Energy storage provides a low-carbon means of delivering power at times of low supply and absorbing any abundance of generated power when demand is low. Supporting balance and stabilizing the Grid as the electricity system convert through a range of low-carbon and renewable technologies, the energy storage on the UK grid will be required to expand from 3 GW today to over 30 GW in the coming decades.

The storage solution
Even as the UK’s electricity system converts fossil fuels to renewables, the Grid operates similarly. Central to that is the precept that the electricity supply being generated must often match the demand on a second-by-second basis.

Uncertain power on the system can cause power outages and damage equipment. Therefore, the national Grid must be able to call on reserve power sources to satisfy demand when supply is low or pay to reduce renewable sources’ output when demand drops.

Whether it’s absorbing power or delivering electricity necessary to keep the grid stable, in energy storage, timing is everything.

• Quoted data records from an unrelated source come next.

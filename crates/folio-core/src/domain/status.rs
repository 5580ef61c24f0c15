//! Publish status and status projection.
//!
//! The stored [`PostStatus`] is not always what a post "is": a scheduled post
//! whose date has passed reads as published, and a publish action has to pick
//! between publishing and scheduling based on the creation date. Everything
//! here is a pure function of `(status, date_created, now)`.

use std::fmt;
use std::str::FromStr;

use chrono::{DateTime, Utc};
use serde::{Deserialize, Serialize};

/// Stored publish status of a post.
#[derive(Debug, Clone, Copy, PartialEq, Eq, Hash, Default, Serialize, Deserialize)]
pub enum PostStatus {
    #[default]
    #[serde(rename = "draft")]
    Draft,
    #[serde(rename = "pending")]
    Pending,
    #[serde(rename = "publish")]
    Published,
    #[serde(rename = "private")]
    Private,
    #[serde(rename = "future")]
    Scheduled,
    #[serde(rename = "trash")]
    Trashed,
}

impl PostStatus {
    /// Remote wire name of the status.
    pub fn as_str(self) -> &'static str {
        match self {
            PostStatus::Draft => "draft",
            PostStatus::Pending => "pending",
            PostStatus::Published => "publish",
            PostStatus::Private => "private",
            PostStatus::Scheduled => "future",
            PostStatus::Trashed => "trash",
        }
    }
}

impl fmt::Display for PostStatus {
    fn fmt(&self, f: &mut fmt::Formatter<'_>) -> fmt::Result {
        f.write_str(self.as_str())
    }
}

#[derive(Debug, thiserror::Error)]
#[error("Unknown post status: {0}")]
pub struct UnknownStatus(pub String);

impl FromStr for PostStatus {
    type Err = UnknownStatus;

    fn from_str(s: &str) -> Result<Self, Self::Err> {
        match s {
            "draft" => Ok(PostStatus::Draft),
            "pending" => Ok(PostStatus::Pending),
            "publish" => Ok(PostStatus::Published),
            "private" => Ok(PostStatus::Private),
            "future" => Ok(PostStatus::Scheduled),
            "trash" => Ok(PostStatus::Trashed),
            other => Err(UnknownStatus(other.to_string())),
        }
    }
}

/// Statuses a user may assign directly while editing.
///
/// Private comes from visibility settings, Scheduled from a future date and
/// Trashed from a delete action, so none of them are listed.
pub const EDITABLE_STATUSES: [PostStatus; 3] =
    [PostStatus::Draft, PostStatus::Pending, PostStatus::Published];

pub fn editable_statuses() -> &'static [PostStatus] {
    &EDITABLE_STATUSES
}

/// True iff `date_created` is set and strictly after `now`.
pub fn is_future(date_created: Option<DateTime<Utc>>, now: DateTime<Utc>) -> bool {
    date_created.is_some_and(|created| created > now)
}

/// The status a "publish" action should assign for the given creation date.
pub fn publish_or_scheduled(date_created: Option<DateTime<Utc>>, now: DateTime<Utc>) -> PostStatus {
    if is_future(date_created, now) {
        PostStatus::Scheduled
    } else {
        PostStatus::Published
    }
}

pub fn is_scheduled(
    status: PostStatus,
    date_created: Option<DateTime<Utc>>,
    now: DateTime<Utc>,
) -> bool {
    status == PostStatus::Scheduled && is_future(date_created, now)
}

/// Effective status for display and submission decisions.
///
/// A scheduled post whose date is no longer in the future has gone live and
/// projects to [`PostStatus::Published`]. Every other status is returned as stored.
pub fn project(status: PostStatus, date_created: Option<DateTime<Utc>>, now: DateTime<Utc>) -> PostStatus {
    match status {
        PostStatus::Scheduled if !is_future(date_created, now) => PostStatus::Published,
        other => other,
    }
}
//! Post storage implementations - in-memory fallback. The Postgres
//! repository lives in [`crate::database`].

mod memory;

pub use memory::InMemoryPostRepository;
#[cfg(test)]
mod tests {
    use super::*;
    use crate::storage::InMemoryPostRepository;
    use async_trait::async_trait;
    use chrono::TimeZone;
    use folio_core::DomainError;
    use folio_core::domain::{MediaId, MediaInfo, MediaKind, MediaUploadState};
    use folio_core::ports::{BaseRepository, FixedClock};

    fn clock() -> Arc<dyn Clock> {
        Arc::new(FixedClock(Utc.with_ymd_and_hms(2026, 3, 1, 12, 0, 0).unwrap()))
    }

    async fn workspace(repo: Arc<InMemoryPostRepository>) -> PostWorkspace {
        PostWorkspace::open(repo, RevisionConfig::default())
            .await
            .unwrap()
            .with_clock(clock())
    }

    /// Rejects every write.
    struct OfflineRepository;

    #[async_trait]
    impl BaseRepository<Post, PostId> for OfflineRepository {
        async fn find_by_id(&self, _id: PostId) -> Result<Option<Post>, RepoError> {
            Ok(None)
        }

        async fn save(&self, _post: Post) -> Result<Post, RepoError> {
            Err(RepoError::Connection("database unreachable".to_string()))
        }

        async fn delete(&self, _id: PostId) -> Result<(), RepoError> {
            Err(RepoError::Connection("database unreachable".to_string()))
        }
    }

    #[async_trait]
    impl PostRepository for OfflineRepository {
        async fn find_by_foreign_id(&self, _foreign_id: Uuid) -> Result<Option<Post>, RepoError> {
            Ok(None)
        }

        async fn list(&self) -> Result<Vec<Post>, RepoError> {
            Ok(Vec::new())
        }
    }

    #[tokio::test]
    async fn test_edit_apply_and_save() {
        let repo = Arc::new(InMemoryPostRepository::new());
        let ws = workspace(repo.clone()).await;

        let post = ws
            .create_post(PostKind::Post, Uuid::nil(), |f| f.title = "Draft".to_string())
            .await
            .unwrap();
        let revision = ws.create_revision(post.id).await.unwrap();
        ws.edit(revision.id, |f| f.title = "Final".to_string())
            .await
            .unwrap();

        let summary = ws.save().await.unwrap();
        assert_eq!(summary.saved, 2);
        assert_eq!(repo.len().await, 2);

        let original = ws.apply_revision(revision.id).await.unwrap();
        assert_eq!(original.fields.title, "Final");
        assert!(original.revision.is_none());

        let summary = ws.save().await.unwrap();
        assert_eq!(summary, SaveSummary { saved: 1, removed: 1 });
        assert_eq!(repo.len().await, 1);
        let stored = repo.find_by_id(post.id).await.unwrap().unwrap();
        assert_eq!(stored.fields.title, "Final");
    }

    #[tokio::test]
    async fn test_open_restores_revision_pairs() {
        let repo = Arc::new(InMemoryPostRepository::new());
        let ws = workspace(repo.clone()).await;
        let post = ws
            .create_post(PostKind::Page, Uuid::nil(), |f| f.content = "Body".to_string())
            .await
            .unwrap();
        let revision = ws.create_revision(post.id).await.unwrap();
        ws.save().await.unwrap();

        let reopened = workspace(repo).await;
        let latest = reopened.latest(post.id).await.unwrap();
        assert_eq!(latest.id, revision.id);
        assert_eq!(reopened.list().await.len(), 1);
        assert!(!reopened.has_pending_changes().await);
    }

    #[tokio::test]
    async fn test_failed_save_keeps_changes() {
        let ws = PostWorkspace::open(Arc::new(OfflineRepository), RevisionConfig::default())
            .await
            .unwrap();
        ws.create_post(PostKind::Post, Uuid::nil(), |f| f.title = "Offline".to_string())
            .await
            .unwrap();

        let err = ws.save().await.unwrap_err();
        assert!(matches!(err, DomainError::Storage(RepoError::Connection(_))));
        assert!(ws.has_pending_changes().await);
    }

    #[tokio::test]
    async fn test_removing_unsaved_post_saves_cleanly() {
        let repo = Arc::new(InMemoryPostRepository::new());
        let ws = workspace(repo.clone()).await;
        let post = ws
            .create_post(PostKind::Post, Uuid::nil(), |_| {})
            .await
            .unwrap();
        ws.remove(post.id).await.unwrap();

        let summary = ws.save().await.unwrap();
        assert_eq!(summary, SaveSummary { saved: 0, removed: 0 });
        assert_eq!(repo.len().await, 0);
    }

    #[tokio::test]
    async fn test_blank_revision_is_not_applied() {
        let ws = workspace(Arc::new(InMemoryPostRepository::new())).await;
        let post = ws
            .create_post(PostKind::Post, Uuid::nil(), |f| f.title = "Keep".to_string())
            .await
            .unwrap();
        let revision = ws.create_revision(post.id).await.unwrap();
        ws.edit(revision.id, |f| f.title.clear()).await.unwrap();

        let err = ws.apply_revision(revision.id).await.unwrap_err();
        assert!(matches!(err, DomainError::ValidationFailed(_)));
        assert_eq!(ws.get(post.id).await.unwrap().fields.title, "Keep");
        assert_eq!(ws.latest(post.id).await.unwrap().id, revision.id);
    }

    #[tokio::test]
    async fn test_edit_refreshes_display_image() {
        let ws = workspace(Arc::new(InMemoryPostRepository::new())).await;
        let post = ws
            .create_post(PostKind::Post, Uuid::nil(), |f| {
                f.content = r#"<p><img src="a.jpg"></p>"#.to_string();
            })
            .await
            .unwrap();
        assert_eq!(post.fields.path_for_display_image.as_deref(), Some("a.jpg"));

        let post = ws
            .edit(post.id, |f| f.content = "text only".to_string())
            .await
            .unwrap();
        assert!(post.fields.path_for_display_image.is_none());
    }

    #[tokio::test]
    async fn test_import_replaces_local_copy() {
        let ws = workspace(Arc::new(InMemoryPostRepository::new())).await;
        let local = ws
            .create_post(PostKind::Post, Uuid::nil(), |f| f.title = "Local".to_string())
            .await
            .unwrap();

        let mut fetched = Post::new(local.fields.clone());
        fetched.fields.title = "From server".to_string();
        fetched.fields.remote.post_id = Some(42);

        let imported = ws.import(fetched).await.unwrap();
        assert_eq!(imported.id, local.id);
        assert_eq!(imported.fields.title, "From server");
        assert_eq!(ws.list().await.len(), 1);
    }

    #[tokio::test]
    async fn test_import_over_revised_post_keeps_pair() {
        let repo = Arc::new(InMemoryPostRepository::new());
        let ws = workspace(repo.clone()).await;
        let local = ws
            .create_post(PostKind::Post, Uuid::nil(), |f| f.title = "Local".to_string())
            .await
            .unwrap();
        let revision = ws.create_revision(local.id).await.unwrap();

        let mut fetched = local.clone();
        fetched.fields.foreign_id = None;
        fetched.fields.title = "From server".to_string();
        let imported = ws.import(fetched).await.unwrap();
        assert_eq!(imported.revision, Some(revision.id));
        assert_eq!(imported.fields.title, "From server");

        ws.save().await.unwrap();
        let reopened = workspace(repo).await;
        assert_eq!(reopened.latest(local.id).await.unwrap().id, revision.id);
    }

    #[tokio::test]
    async fn test_report_after_sync() {
        let media = Arc::new(InMemoryMediaCatalog::new());
        let image = MediaId(Uuid::new_v4());
        media.insert(MediaInfo {
            id: image,
            kind: MediaKind::Image,
            upload_state: MediaUploadState::Failed,
        });
        let ws = workspace(Arc::new(InMemoryPostRepository::new()))
            .await
            .with_media(media);

        let post = ws
            .create_post(PostKind::Post, Uuid::nil(), |f| {
                f.title = "Photo".to_string();
                f.media.insert(image);
            })
            .await
            .unwrap();
        let report = ws.report(post.id).await.unwrap();
        assert!(report.has_unsaved_changes);
        assert!(report.has_photo);
        assert!(!report.has_video);
        assert!(report.has_failed_media);

        ws.mark_synced(post.id, 7, Some(1)).await.unwrap();
        let report = ws.report(post.id).await.unwrap();
        assert!(!report.has_local_changes);
        assert!(!report.has_remote_changes);
        assert!(report.can_save);
        assert_eq!(report.latest_id, post.id);
    }

    #[tokio::test]
    async fn test_concurrent_create_revision_yields_one_revision() {
        let ws = Arc::new(workspace(Arc::new(InMemoryPostRepository::new())).await);
        let post = ws
            .create_post(PostKind::Post, Uuid::nil(), |f| f.title = "Shared".to_string())
            .await
            .unwrap();

        let handles: Vec<_> = (0..8)
            .map(|_| {
                let ws = ws.clone();
                tokio::spawn(async move { ws.create_revision(post.id).await.unwrap().id })
            })
            .collect();

        let mut ids = Vec::new();
        for handle in handles {
            ids.push(handle.await.unwrap());
        }
        ids.dedup();
        assert_eq!(ids.len(), 1);
    }
}
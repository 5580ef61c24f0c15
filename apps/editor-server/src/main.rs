//! # Folio Editor Server
//!
//! Actix-web front end over the post workspace.

use actix_web::{App, HttpServer, web};
use tracing_actix_web::TracingLogger;

mod config;
mod handlers;
mod middleware;
mod state;
mod telemetry;

use config::AppConfig;
use state::AppState;
use telemetry::TelemetryConfig;

#[actix_web::main]
async fn main() -> std::io::Result<()> {
    // Load .env file if present
    dotenvy::dotenv().ok();

    telemetry::init_telemetry(&TelemetryConfig::from_env());

    let config = AppConfig::from_env();

    tracing::info!(
        "Starting Folio editor server on {}:{}",
        config.host,
        config.port
    );

    let state = AppState::new(&config).await.map_err(|e| {
        tracing::error!(error = %e, "Failed to open post workspace");
        std::io::Error::other(e.to_string())
    })?;

    HttpServer::new(move || {
        App::new()
            .wrap(TracingLogger::default())
            .app_data(web::Data::new(state.clone()))
            .app_data(handlers::json_config())
            .configure(handlers::configure_routes)
    })
    .bind((config.host.as_str(), config.port))?
    .run()
    .await
}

There are three main periods electricity storage needs to operate over:

Fast-acting, short-term electricity
Because electricity supply must often match demand, sudden changes mean the Grid must respond instantly to guarantee frequency and voltage remain stable and electricity is safe to use.

Batteries are reviewed as the quickest technology for responding to a sudden demand spike or an abrupt supply loss.

Battery technology has matured rapidly in recent decades as innovations like lithium-ion batteries, such as those used in electric cars, and appearing solid-state batteries become more affordable and more commonplace. This makes it more work to deploy large-scale installations that can absorb and store excess power from the Grid.

Batteries are good for near-instant responses. It can be a question of milliseconds for a battery to deploy power. Batteries can respond if there’s a sudden problem with frequency or voltage – it’s unique to them.

The rate at which batteries can deploy and absorb electricity makes them beneficial grid assets. Still, even very large battery setups can only discharge power for around two hours. So if, for example, the wind dropped off for a long period, the Grid needs a longer-duration supply of stored power.

Powering daily changes in supply, demand, and the Grid
When managing the daily supply and demand variations, the Grid must call on power reserves when there are abrupt variations in the weather or electricity demand from users. Pumped storage hydropower offers a low-carbon way to quickly provide huge amounts of electricity for periods that can pass as long as eight or even 24 hours.

The technology operates by moving water between two water reservoirs at different elevations. When there is an electricity demand, water is released from the upper reservoir, which bends down a series of pipes, spinning water turbines, producing electricity. Still, when there is an excess of power in the electricity system, the same turbines can revoke and absorb electricity to pump water from the lower to the upper reservoir, storing it there as a massive ‘water battery.

Long-term electricity solutions
Still, as they exist today, storage technologies cannot alone offer all the solutions the UK will need to accomplish its net-zero targets. While technologies similar to pumped storage can generate for the better part of a day, longer periods of adverse conditions for renewables will need new approaches.

Gas power stations made up for the shortfall in the country’s primary renewable power source. But in a net zero future, such answers will be feasible if they’re part of carbon capture and storage systems or substituted by other carbon neutral or energy storage solutions.

Generating enough power to provide an electrified future, taking pressure off the Grid, and providing balancing services will require various technologies working in tandem over elongated periods.

Interconnectors with neighboring countries, for instance, can work alongside storage solutions to shed excess power where there is greater demand. Likewise, extra electricity could be used for electrolysis to produce hydrogen rather than curtailing wind or solar power. Other functions may incorporate demand-side response, where heavy power users are incentivized to reduce their electricity utilization during peak periods helping to reduce demand.